В 50-х годах я работал в районной газетке на Урале и повидал, как жили люди после войны. Колхозники, совершенно ограбленные и униженные, были доведены до такой нищеты, что и вообразить трудно. Сейчас хоть одежонкой какой-то прикрыта вся наша нищета, а тогда — телогрейка прожженная, залатанные штаны, невероятные, из какого-то брезента сшитые юбки. И налоги, налоги, страшные налоги, подписки на облигации. Войдешь в избу — не то что тряпочки какой, занавески на окне не увидишь — один стол скобленый.

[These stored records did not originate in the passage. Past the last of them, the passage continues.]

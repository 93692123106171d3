use mongodb::{Client, bson::doc};
use std::time::Instant;

/// Result of a readiness probe against MongoDB
#[derive(Debug, Clone)]
pub struct HealthStatus {
    pub healthy: bool,
    /// Error details when unhealthy
    pub message: Option<String>,
    pub response_time_ms: u64,
}

/// `true` when the deployment answers a `ping`
pub async fn check_health(client: &Client) -> bool {
    check_health_detailed(client).await.healthy
}

/// Ping the deployment and report latency and any error message
pub async fn check_health_detailed(client: &Client) -> HealthStatus {
    let start = Instant::now();
    let result = client.database("admin").run_command(doc! { "ping": 1 }).await;
    let response_time_ms = start.elapsed().as_millis() as u64;

    match result {
        Ok(_) => HealthStatus {
            healthy: true,
            message: None,
            response_time_ms,
        },
        Err(e) => HealthStatus {
            healthy: false,
            message: Some(e.to_string()),
            response_time_ms,
        },
    }
}
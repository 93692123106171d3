//! MongoDB connection management and health checks

mod config;
mod connector;
mod health;

pub use config::MongoConfig;
pub use connector::{connect, connect_from_config, connect_from_config_with_retry};
pub use health::{HealthStatus, check_health, check_health_detailed};

pub use mongodb::{Client, Collection, Database};
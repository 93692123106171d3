//! Auth API routes

use axum::Router;
use domain_users::{MongoUserRepository, UserService, handlers};
use tracing::info;

use crate::state::AppState;

fn service(state: &AppState) -> UserService<MongoUserRepository> {
    let repository =
        MongoUserRepository::with_collection(&state.db, &state.config.collections.users);
    UserService::new(repository, state.jwt.clone())
}

/// Create the auth router
pub fn router(state: &AppState) -> Router {
    handlers::router(service(state), state.jwt.clone())
}

/// Build user indexes and create the configured admin if none exists
pub async fn init(state: &AppState) -> eyre::Result<()> {
    let repository =
        MongoUserRepository::with_collection(&state.db, &state.config.collections.users);
    repository
        .init_indexes()
        .await
        .map_err(|e| eyre::eyre!("Failed to create user indexes: {}", e))?;
    info!("User collection indexes created");

    if let Some(admin) = &state.config.default_admin {
        let created = service(state)
            .ensure_default_admin(&admin.username, &admin.email, &admin.password)
            .await
            .map_err(|e| eyre::eyre!("Failed to create default admin: {}", e))?;
        if created {
            info!(username = %admin.username, "Default admin created");
        }
    }
    Ok(())
}
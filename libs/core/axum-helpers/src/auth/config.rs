//! JWT settings loaded through `core_config::FromEnv`.

use core_config::{ConfigError, FromEnv, env_parse_or, env_required};

const MIN_SECRET_LEN: usize = 32;

/// JWT authentication configuration.
///
/// Loaded from environment variables:
/// - `JWT_SECRET` (required), at least 32 characters
/// - `ACCESS_TOKEN_EXPIRE_MINUTES` (default: 30)
///
/// ```ignore
/// use axum_helpers::JwtConfig;
/// use core_config::FromEnv;
///
/// let config = JwtConfig::from_env()?;
/// let config = JwtConfig::new("my-super-secret-key-that-is-at-least-32-chars")?;
/// ```
#[derive(Clone)]
pub struct JwtConfig {
    pub secret: String,
    pub access_token_ttl_minutes: i64,
}

impl std::fmt::Debug for JwtConfig {
    fn fmt(&self, f: &mut std::fmt::Formatter<'_>) -> std::fmt::Result {
        f.debug_struct("JwtConfig")
            .field("secret", &"[redacted]")
            .field("access_token_ttl_minutes", &self.access_token_ttl_minutes)
            .finish()
    }
}

impl JwtConfig {
    pub fn new(secret: impl Into<String>) -> Result<Self, ConfigError> {
        let secret = secret.into();
        check_secret(&secret)?;
        Ok(Self {
            secret,
            access_token_ttl_minutes: 30,
        })
    }

    pub fn with_access_token_ttl_minutes(mut self, minutes: i64) -> Self {
        self.access_token_ttl_minutes = minutes;
        self
    }
}

fn check_secret(secret: &str) -> Result<(), ConfigError> {
    if secret.len() < MIN_SECRET_LEN {
        return Err(ConfigError::ParseError {
            key: "JWT_SECRET".to_string(),
            details: format!(
                "must be at least {MIN_SECRET_LEN} characters (got {}). Generate one with: openssl rand -base64 32",
                secret.len()
            ),
        });
    }
    Ok(())
}

impl FromEnv for JwtConfig {
    fn from_env() -> Result<Self, ConfigError> {
        let secret = env_required("JWT_SECRET")?;
        check_secret(&secret)?;

        let access_token_ttl_minutes = env_parse_or("ACCESS_TOKEN_EXPIRE_MINUTES", 30i64)?;
        if access_token_ttl_minutes <= 0 {
            return Err(ConfigError::ParseError {
                key: "ACCESS_TOKEN_EXPIRE_MINUTES".to_string(),
                details: "must be positive".to_string(),
            });
        }

        Ok(Self {
            secret,
            access_token_ttl_minutes,
        })
    }
}

#[cfg(test)]
mod tests {
    use super::*;

    const SECRET: &str = "this-is-a-valid-secret-with-32-chars!";

    #[test]
    fn test_jwt_config_new_valid() {
        let config = JwtConfig::new(SECRET).unwrap();
        assert_eq!(config.secret, SECRET);
        assert_eq!(config.access_token_ttl_minutes, 30);
    }

    #[test]
    fn test_jwt_config_new_too_short() {
        let err = JwtConfig::new("short").unwrap_err();
        assert!(err.to_string().contains("32 characters"));
    }

    #[test]
    fn test_jwt_config_from_env_valid() {
        temp_env::with_vars(
            [
                ("JWT_SECRET", Some(SECRET)),
                ("ACCESS_TOKEN_EXPIRE_MINUTES", Some("45")),
            ],
            || {
                let config = JwtConfig::from_env().unwrap();
                assert_eq!(config.secret, SECRET);
                assert_eq!(config.access_token_ttl_minutes, 45);
            },
        );
    }

    #[test]
    fn test_jwt_config_from_env_default_ttl() {
        temp_env::with_vars(
            [
                ("JWT_SECRET", Some(SECRET)),
                ("ACCESS_TOKEN_EXPIRE_MINUTES", None),
            ],
            || {
                assert_eq!(JwtConfig::from_env().unwrap().access_token_ttl_minutes, 30);
            },
        );
    }

    #[test]
    fn test_jwt_config_from_env_missing() {
        temp_env::with_var_unset("JWT_SECRET", || {
            let err = JwtConfig::from_env().unwrap_err();
            assert!(err.to_string().contains("JWT_SECRET"));
        });
    }

    #[test]
    fn test_jwt_config_from_env_rejects_non_positive_ttl() {
        temp_env::with_vars(
            [
                ("JWT_SECRET", Some(SECRET)),
                ("ACCESS_TOKEN_EXPIRE_MINUTES", Some("0")),
            ],
            || {
                let err = JwtConfig::from_env().unwrap_err();
                assert!(err.to_string().contains("ACCESS_TOKEN_EXPIRE_MINUTES"));
            },
        );
    }
}
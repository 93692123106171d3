use axum::{
    Json, Router,
    extract::State,
    http::StatusCode,
    response::{IntoResponse, Response},
    routing::get,
};
use core_config::AppInfo;
use futures::future::join_all;
use serde::Serialize;
use serde_json::{Map, Value, json};
use std::future::Future;
use std::pin::Pin;
use utoipa::ToSchema;

#[derive(Serialize, ToSchema)]
pub struct HealthResponse {
    pub status: &'static str,
    pub name: &'static str,
    pub version: &'static str,
}

/// A boxed readiness check returning an error description on failure
pub type HealthCheckFuture<'a> = Pin<Box<dyn Future<Output = Result<(), String>> + Send + 'a>>;

/// Runs readiness checks concurrently and aggregates the results.
///
/// The body is `{"status": "ready" | "not ready", "<name>": "connected" | "disconnected", ...}`;
/// any failing check makes the whole response 503.
///
/// ```ignore
/// let checks: Vec<(&str, HealthCheckFuture)> = vec![(
///     "mongodb",
///     Box::pin(async move {
///         let status = check_health_detailed(&client).await;
///         if status.healthy { Ok(()) } else { Err(status.message.unwrap_or_default()) }
///     }),
/// )];
/// run_health_checks(checks).await
/// ```
pub async fn run_health_checks(
    checks: Vec<(&str, HealthCheckFuture<'_>)>,
) -> Result<(StatusCode, Json<Value>), (StatusCode, Json<Value>)> {
    let names: Vec<_> = checks.iter().map(|(name, _)| *name).collect();
    let futures: Vec<_> = checks.into_iter().map(|(_, check)| check).collect();
    let results = join_all(futures).await;

    let mut body = Map::new();
    let mut all_healthy = true;

    for (name, result) in names.into_iter().zip(results) {
        let status = match result {
            Ok(()) => "connected",
            Err(e) => {
                tracing::error!("Readiness check failed: {} error: {:?}", name, e);
                all_healthy = false;
                "disconnected"
            }
        };
        body.insert(name.to_string(), json!(status));
    }

    body.insert(
        "status".to_string(),
        json!(if all_healthy { "ready" } else { "not ready" }),
    );

    if all_healthy {
        Ok((StatusCode::OK, Json(Value::Object(body))))
    } else {
        Err((StatusCode::SERVICE_UNAVAILABLE, Json(Value::Object(body))))
    }
}

/// Liveness handler; 200 whenever the process is serving
pub async fn health_handler(State(app): State<AppInfo>) -> Response {
    let response = HealthResponse {
        status: "healthy",
        name: app.name,
        version: app.version,
    };

    (StatusCode::OK, Json(response)).into_response()
}

/// Router exposing `GET /health`
pub fn health_router(app_info: AppInfo) -> Router {
    Router::new()
        .route("/health", get(health_handler))
        .with_state(app_info)
}
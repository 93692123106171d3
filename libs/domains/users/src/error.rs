use axum::response::{IntoResponse, Response};
use axum_helpers::AppError;
use mongodb::error::{ErrorKind, WriteFailure};
use thiserror::Error;

const DUPLICATE_KEY: i32 = 11000;

#[derive(Debug, Error)]
pub enum UserError {
    #[error("Username '{0}' already exists")]
    DuplicateUsername(String),

    #[error("Email '{0}' already registered")]
    DuplicateEmail(String),

    #[error("Incorrect username or password")]
    InvalidCredentials,

    #[error("Inactive user")]
    Inactive,

    #[error("User '{0}' not found")]
    NotFound(String),

    #[error("Password hashing error: {0}")]
    PasswordHash(String),

    #[error("Token error: {0}")]
    Token(String),

    #[error("Internal error: {0}")]
    Internal(String),
}

pub type UserResult<T> = Result<T, UserError>;

impl From<UserError> for AppError {
    fn from(err: UserError) -> Self {
        match err {
            UserError::DuplicateUsername(_) | UserError::DuplicateEmail(_) => {
                AppError::Conflict(err.to_string())
            }
            UserError::InvalidCredentials => AppError::Unauthorized(err.to_string()),
            UserError::Inactive => AppError::BadRequest(err.to_string()),
            UserError::NotFound(_) => AppError::NotFound(err.to_string()),
            UserError::PasswordHash(msg) | UserError::Token(msg) => {
                AppError::InternalServerError(msg)
            }
            UserError::Internal(msg) => AppError::Database(msg),
        }
    }
}

impl IntoResponse for UserError {
    fn into_response(self) -> Response {
        let app_error: AppError = self.into();
        app_error.into_response()
    }
}

impl From<mongodb::error::Error> for UserError {
    fn from(err: mongodb::error::Error) -> Self {
        UserError::Internal(err.to_string())
    }
}

/// Server message for a unique index violation, if `err` is one.
///
/// The message names the violated index, which tells username and email apart.
pub(crate) fn duplicate_key_message(err: &mongodb::error::Error) -> Option<&str> {
    match err.kind.as_ref() {
        ErrorKind::Write(WriteFailure::WriteError(e)) if e.code == DUPLICATE_KEY => {
            Some(e.message.as_str())
        }
        ErrorKind::Command(e) if e.code == DUPLICATE_KEY => Some(e.message.as_str()),
        _ => None,
    }
}
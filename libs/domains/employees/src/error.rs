use axum::response::{IntoResponse, Response};
use axum_helpers::AppError;
use mongodb::error::{ErrorKind, WriteFailure};
use thiserror::Error;

/// Server error code for a unique index violation
const DUPLICATE_KEY: i32 = 11000;

#[derive(Debug, Error)]
pub enum EmployeeError {
    #[error("Employee ID '{0}' already exists")]
    Conflict(String),

    #[error("Employee with ID '{0}' not found")]
    NotFound(String),

    #[error("Invalid argument: {0}")]
    InvalidArgument(String),

    #[error("Internal error: {0}")]
    Internal(String),
}

pub type EmployeeResult<T> = Result<T, EmployeeError>;

impl From<EmployeeError> for AppError {
    fn from(err: EmployeeError) -> Self {
        match err {
            EmployeeError::Conflict(_) => AppError::Conflict(err.to_string()),
            EmployeeError::NotFound(_) => AppError::NotFound(err.to_string()),
            EmployeeError::InvalidArgument(msg) => AppError::BadRequest(msg),
            EmployeeError::Internal(msg) => AppError::Database(msg),
        }
    }
}

impl IntoResponse for EmployeeError {
    fn into_response(self) -> Response {
        let app_error: AppError = self.into();
        app_error.into_response()
    }
}

impl From<mongodb::error::Error> for EmployeeError {
    fn from(err: mongodb::error::Error) -> Self {
        EmployeeError::Internal(err.to_string())
    }
}

/// True when the server rejected a write because of a unique index
pub(crate) fn is_duplicate_key(err: &mongodb::error::Error) -> bool {
    match err.kind.as_ref() {
        ErrorKind::Write(WriteFailure::WriteError(e)) => e.code == DUPLICATE_KEY,
        ErrorKind::Command(e) => e.code == DUPLICATE_KEY,
        _ => false,
    }
}
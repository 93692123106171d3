use crate::{env_or_default, env_parse_or, ConfigError, FromEnv};
use std::net::Ipv4Addr;

/// Bind address for the HTTP listener
#[derive(Clone, Debug)]
pub struct ServerConfig {
    pub host: String,
    pub port: u16,
}

impl ServerConfig {
    pub fn new(host: String, port: u16) -> Self {
        Self { host, port }
    }

    /// Get the server address as "host:port"
    pub fn address(&self) -> String {
        format!("{}:{}", self.host, self.port)
    }
}

impl FromEnv for ServerConfig {
    /// - HOST: defaults to 0.0.0.0
    /// - PORT: defaults to 8080
    fn from_env() -> Result<Self, ConfigError> {
        let host = env_or_default("HOST", &Ipv4Addr::UNSPECIFIED.to_string());
        let port = env_parse_or("PORT", 8080u16)?;

        Ok(Self { host, port })
    }
}

impl Default for ServerConfig {
    fn default() -> Self {
        Self {
            host: Ipv4Addr::UNSPECIFIED.to_string(),
            port: 8080,
        }
    }
}
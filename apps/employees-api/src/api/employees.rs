//! Employees API routes

use axum::Router;
use domain_employees::{EmployeeService, MongoEmployeeRepository, handlers};
use tracing::info;

use crate::state::AppState;

fn repository(state: &AppState) -> MongoEmployeeRepository {
    MongoEmployeeRepository::with_collection(&state.db, &state.config.collections.employees)
}

/// Create the employees router
pub fn router(state: &AppState) -> Router {
    let service = EmployeeService::new(repository(state));
    handlers::router(service, state.jwt.clone())
}

/// Build the employee indexes; the service must not start without them
pub async fn init_indexes(state: &AppState) -> eyre::Result<()> {
    repository(state)
        .init_indexes()
        .await
        .map_err(|e| eyre::eyre!("Failed to create employee indexes: {}", e))?;
    info!("Employee collection indexes created");
    Ok(())
}
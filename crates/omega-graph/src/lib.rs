//! Rooted-graph abstractions for on-the-fly state-space exploration.
//!
//! A [`RootedGraph`] is the lazy graph interface consumed by the traversal
//! and emptiness-checking crates: a finite set of root vertices plus, per
//! vertex, a finite neighbour enumeration, both produced on demand. Nothing
//! is materialized up front, so the interface covers both explicit graphs
//! and state spaces unfolded from an operational semantics.
//!
//! Two implementations are provided:
//!
//! - [`AdjacencyGraph`]: finite, in-memory, deterministic in insertion
//!   order.
//! - [`SuccessorGraph`]: explicit roots plus a successor closure, for
//!   graphs that exist only while they are being walked.
//!
//! [`Fingerprint`] supplies the 64-bit canonical keys used when exploration
//! state is tracked per equivalence class of vertices instead of per
//! vertex.

pub mod adjacency;
pub mod fingerprint;
pub mod rooted;
pub mod successor;

pub use adjacency::AdjacencyGraph;
pub use fingerprint::{Fingerprint, Fnv1a};
pub use rooted::RootedGraph;
pub use successor::SuccessorGraph;
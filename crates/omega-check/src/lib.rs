//! On-the-fly Büchi emptiness checking over lazily enumerated graphs.
//!
//! Given a rooted graph and an accepting predicate on its vertices, the
//! checkers in this crate decide whether some reachable cycle passes
//! through an accepting vertex, without ever materializing the graph. A
//! violated check comes back with a witness vertex and a root-anchored
//! trace that closes the cycle.
//!
//! Two interchangeable checkers are provided: [`NestedDfs`], the
//! Gaiser-Schwoon blue/red nested depth-first search, and
//! [`WeightedNestedDfs`], its weighted refinement that resolves more
//! cycles in the primary search. They agree on every verdict.
//!
//! [`ProductGraph`] connects the checkers to ω-regular property checking:
//! it is the lazy synchronous product of a system graph with a property
//! automaton, ready to be fed to either checker.
//!
//! ```
//! use omega_check::NestedDfs;
//! use omega_graph::AdjacencyGraph;
//!
//! // 1 -> 2 -> 1 with vertex 2 accepting: an accepting cycle exists.
//! let graph = AdjacencyGraph::from_edges([1], [(1, 2), (2, 1)]);
//! let mut checker = NestedDfs::new(&graph, |v: &u32| *v == 2);
//! let answer = checker.check();
//! assert!(!answer.holds);
//! assert_eq!(answer.witness, Some(1));
//! assert_eq!(answer.trace, vec![1, 2]);
//! ```

pub mod answer;
pub mod color;
pub mod nested;
pub mod product;

pub use answer::{CheckOutcome, CheckStats, EmptinessAnswer};
pub use color::{Color, ColorMap};
pub use nested::{CheckerOptions, NestedDfs, WeightedNestedDfs};
pub use product::{BuchiAutomaton, ExplicitAutomaton, ProductGraph};
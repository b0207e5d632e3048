//! 64-bit vertex fingerprints for canonicalized exploration state.
//!
//! When exploration state is tracked per equivalence class of vertices
//! (state-space reduction), vertices are projected to a stable 64-bit key
//! before any lookup. The stock projection hashes the vertex with FNV-1a;
//! reductions that identify structurally distinct vertices fingerprint a
//! canonical representative instead.
//!
//! # Algorithm
//!
//! FNV-1a, 64-bit variant: xor each input byte into the state, then
//! multiply by the FNV prime. Not cryptographic; chosen for determinism
//! across platforms and processes, which `std`'s default hasher does not
//! guarantee.
//!
//! # Reference
//!
//! - Fowler, Noll, Vo. "The FNV Non-Cryptographic Hash Algorithm."

use std::fmt;
use std::hash::{Hash, Hasher};

/// FNV-1a 64-bit offset basis.
const FNV_OFFSET: u64 = 0xcbf2_9ce4_8422_2325;
/// FNV-1a 64-bit prime.
const FNV_PRIME: u64 = 0x0000_0100_0000_01b3;

/// A 64-bit key standing in for a vertex wherever exploration state is
/// kept per equivalence class rather than per vertex.
#[derive(Clone, Copy, PartialEq, Eq, Hash, PartialOrd, Ord)]
pub struct Fingerprint(pub u64);

impl Fingerprint {
    /// Fingerprint any hashable value.
    #[inline]
    pub fn of<T: Hash + ?Sized>(value: &T) -> Self {
        let mut hasher = Fnv1a::new();
        value.hash(&mut hasher);
        Fingerprint(hasher.finish())
    }
}

impl fmt::Debug for Fingerprint {
    fn fmt(&self, f: &mut fmt::Formatter<'_>) -> fmt::Result {
        write!(f, "FP({:016x})", self.0)
    }
}

impl fmt::Display for Fingerprint {
    fn fmt(&self, f: &mut fmt::Formatter<'_>) -> fmt::Result {
        write!(f, "{:016x}", self.0)
    }
}

/// Streaming FNV-1a hasher.
#[derive(Clone, Debug)]
pub struct Fnv1a {
    state: u64,
}

impl Fnv1a {
    #[inline]
    pub fn new() -> Self {
        Self { state: FNV_OFFSET }
    }
}

impl Default for Fnv1a {
    fn default() -> Self {
        Self::new()
    }
}

impl Hasher for Fnv1a {
    #[inline]
    fn finish(&self) -> u64 {
        self.state
    }

    #[inline]
    fn write(&mut self, bytes: &[u8]) {
        for &byte in bytes {
            self.state ^= u64::from(byte);
            self.state = self.state.wrapping_mul(FNV_PRIME);
        }
    }
}

#[cfg(test)]
mod tests {
    use super::*;

    #[test]
    fn test_fingerprint_deterministic() {
        let a = Fingerprint::of(&(17u64, "label"));
        let b = Fingerprint::of(&(17u64, "label"));
        assert_eq!(a, b);
    }

    #[test]
    fn test_fingerprint_distinguishes_values() {
        assert_ne!(Fingerprint::of(&1u64), Fingerprint::of(&2u64));
        assert_ne!(Fingerprint::of("ab"), Fingerprint::of("ba"));
    }

    #[test]
    fn test_known_fnv_vector() {
        // FNV-1a of the empty input is the offset basis.
        let mut hasher = Fnv1a::new();
        hasher.write(&[]);
        assert_eq!(hasher.finish(), FNV_OFFSET);

        // Published vector: fnv1a_64("a") = 0xaf63dc4c8601ec8c.
        let mut hasher = Fnv1a::new();
        hasher.write(b"a");
        assert_eq!(hasher.finish(), 0xaf63_dc4c_8601_ec8c);
    }

    #[test]
    fn test_debug_format() {
        let fp = Fingerprint(0xdead_beef);
        assert_eq!(format!("{fp:?}"), "FP(00000000deadbeef)");
    }
}
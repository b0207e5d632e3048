//! Known-set strategies: how a traversal remembers what it has seen.

use std::fmt;
use std::hash::Hash;

use omega_graph::{Fingerprint, RootedGraph};
use rustc_hash::FxHashSet;

/// Membership book-keeping behind [`Configuration::knows`].
///
/// Strategies are values picked when the configuration is built, not
/// subtypes of the configuration. The engine needs only `knows` and
/// `insert`; `clear` serves re-initialization and `len` introspection.
///
/// [`Configuration::knows`]: crate::Configuration::knows
pub trait KnownSet<V> {
    /// Has this vertex (or its equivalence class) been discovered?
    fn knows(&self, vertex: &V) -> bool;

    /// Record a discovery.
    fn insert(&mut self, vertex: &V);

    /// Forget everything recorded so far.
    fn clear(&mut self);

    /// Number of distinct discoveries recorded.
    fn len(&self) -> usize;

    fn is_empty(&self) -> bool {
        self.len() == 0
    }
}

/// Projection from a vertex to its canonical key.
pub type ReduceFn<V> = Box<dyn Fn(&V) -> Fingerprint>;

/// The stock strategies.
///
/// - `Tree`: nothing is recorded and nothing is ever known. Sound only for
///   graphs without cycles or sharing; on anything else it duplicates work
///   or diverges. The shape hints are trusted as declared.
/// - `Vertices`: vertices stored as-is under their own equality and hash.
/// - `Reduced`: vertices projected to a [`Fingerprint`] first, so every
///   member of an equivalence class counts as one discovery.
pub enum StandardKnown<V> {
    Tree,
    Vertices(FxHashSet<V>),
    Reduced {
        seen: FxHashSet<Fingerprint>,
        reduce: ReduceFn<V>,
    },
}

impl<V: Clone + Eq + Hash> StandardKnown<V> {
    pub fn tree() -> Self {
        StandardKnown::Tree
    }

    pub fn vertices() -> Self {
        StandardKnown::Vertices(FxHashSet::default())
    }

    pub fn reduced(reduce: impl Fn(&V) -> Fingerprint + 'static) -> Self {
        StandardKnown::Reduced {
            seen: FxHashSet::default(),
            reduce: Box::new(reduce),
        }
    }

    /// The cheapest sound stock strategy for a graph's declared shape.
    pub fn for_graph<G>(graph: &G) -> Self
    where
        G: RootedGraph<Vertex = V>,
    {
        if graph.is_tree() {
            Self::tree()
        } else {
            Self::vertices()
        }
    }
}

impl<V: Clone + Eq + Hash> KnownSet<V> for StandardKnown<V> {
    fn knows(&self, vertex: &V) -> bool {
        match self {
            StandardKnown::Tree => false,
            StandardKnown::Vertices(set) => set.contains(vertex),
            StandardKnown::Reduced { seen, reduce } => seen.contains(&reduce(vertex)),
        }
    }

    fn insert(&mut self, vertex: &V) {
        match self {
            StandardKnown::Tree => {}
            StandardKnown::Vertices(set) => {
                set.insert(vertex.clone());
            }
            StandardKnown::Reduced { seen, reduce } => {
                seen.insert(reduce(vertex));
            }
        }
    }

    fn clear(&mut self) {
        match self {
            StandardKnown::Tree => {}
            StandardKnown::Vertices(set) => set.clear(),
            StandardKnown::Reduced { seen, .. } => seen.clear(),
        }
    }

    fn len(&self) -> usize {
        match self {
            StandardKnown::Tree => 0,
            StandardKnown::Vertices(set) => set.len(),
            StandardKnown::Reduced { seen, .. } => seen.len(),
        }
    }
}

impl<V: fmt::Debug> fmt::Debug for StandardKnown<V> {
    fn fmt(&self, f: &mut fmt::Formatter<'_>) -> fmt::Result {
        match self {
            StandardKnown::Tree => f.write_str("StandardKnown::Tree"),
            StandardKnown::Vertices(set) => {
                f.debug_tuple("StandardKnown::Vertices").field(set).finish()
            }
            StandardKnown::Reduced { seen, .. } => f
                .debug_struct("StandardKnown::Reduced")
                .field("seen", &seen.len())
                .finish_non_exhaustive(),
        }
    }
}
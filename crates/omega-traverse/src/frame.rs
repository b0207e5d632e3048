//! Stack frames of the explicit depth-first traversal.

use std::fmt;
use std::iter::Peekable;

use omega_graph::RootedGraph;

/// Pending enumeration held by a frame: the root sequence for a sentinel
/// frame, a neighbour sequence for every other frame.
pub enum PendingIter<G: RootedGraph> {
    Roots(G::Roots),
    Neighbours(G::Neighbours),
}

impl<G: RootedGraph> Iterator for PendingIter<G> {
    type Item = G::Vertex;

    fn next(&mut self) -> Option<G::Vertex> {
        match self {
            PendingIter::Roots(iter) => iter.next(),
            PendingIter::Neighbours(iter) => iter.next(),
        }
    }
}

impl<G: RootedGraph> fmt::Debug for PendingIter<G> {
    fn fmt(&self, f: &mut fmt::Formatter<'_>) -> fmt::Result {
        match self {
            PendingIter::Roots(_) => f.write_str("PendingIter::Roots"),
            PendingIter::Neighbours(_) => f.write_str("PendingIter::Neighbours"),
        }
    }
}

/// One frame of the traversal stack: the vertex under exploration (`None`
/// for the root sentinel), its partially consumed pending sequence, and an
/// auxiliary payload for algorithms layered on the engine.
pub struct Frame<G: RootedGraph, A = ()> {
    vertex: Option<G::Vertex>,
    pending: Peekable<PendingIter<G>>,
    aux: A,
}

impl<G: RootedGraph, A> Frame<G, A> {
    /// The sentinel frame over the graph's roots.
    pub fn sentinel(graph: &G) -> Self
    where
        A: Default,
    {
        Frame {
            vertex: None,
            pending: PendingIter::Roots(graph.roots()).peekable(),
            aux: A::default(),
        }
    }

    /// A frame for a freshly discovered vertex, pending its neighbours.
    pub fn discovered(graph: &G, vertex: G::Vertex) -> Self
    where
        A: Default,
    {
        let pending = PendingIter::Neighbours(graph.neighbours(&vertex)).peekable();
        Frame {
            vertex: Some(vertex),
            pending,
            aux: A::default(),
        }
    }

    /// A sentinel-like frame over one vertex's neighbours, used when a
    /// nested search re-roots at an already visited vertex.
    pub fn rerooted(graph: &G, at: &G::Vertex) -> Self
    where
        A: Default,
    {
        Frame {
            vertex: None,
            pending: PendingIter::Neighbours(graph.neighbours(at)).peekable(),
            aux: A::default(),
        }
    }

    pub fn vertex(&self) -> Option<&G::Vertex> {
        self.vertex.as_ref()
    }

    pub fn is_sentinel(&self) -> bool {
        self.vertex.is_none()
    }

    pub fn aux(&self) -> &A {
        &self.aux
    }

    pub fn aux_mut(&mut self) -> &mut A {
        &mut self.aux
    }

    pub(crate) fn next_pending(&mut self) -> Option<G::Vertex> {
        self.pending.next()
    }

    pub(crate) fn peek_pending(&mut self) -> Option<&G::Vertex> {
        self.pending.peek()
    }

    pub(crate) fn take_vertex(&mut self) -> Option<G::Vertex> {
        self.vertex.take()
    }
}

impl<G: RootedGraph, A: fmt::Debug> fmt::Debug for Frame<G, A> {
    fn fmt(&self, f: &mut fmt::Formatter<'_>) -> fmt::Result {
        f.debug_struct("Frame")
            .field("vertex", &self.vertex)
            .field("aux", &self.aux)
            .finish_non_exhaustive()
    }
}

Помню, приехал как-то на собрание одной колхозной бригады писать материал для газеты. Убогая избенка. На столе — кормовая соль и печеная картошка. Собрание ведет бригадир-фронтовик, нет левой руки, нет ноги: «Надо, бабы, надо». Они в ответ: «Ну что ж, Степан Петрович, надо так надо». Они этой картошки поедят, одна за другой выскакивают блевать. Ни одного мужика в бригаде. Все повыбиты! Как одиноких, беззащитных баб не обидеть? Как их не обобрать? И всевозможные уполномоченные, насланные из райкомов и райисполкомов, тут как тут.
А что у них можно было забрать? В чем работают — в том и спят. Детей перехоронили. На новых — мужиков нет. Скотина в избе — редкость. А если у кого завелась — давят: сдай молоко, сдай масло, яйца, шерсть.
Мы с Марьей одного ребенка схоронили маленького, второго — взрослого, не без влияния того, что когда она была маленькой, нечем было кормить ее, у нее сердце было больное, и в 39 лет она свою земную схватку закончила. И мы не одни такие. Народ надсажен был. И расправу учинять с этим доверчивым народом было легко. И ее начали.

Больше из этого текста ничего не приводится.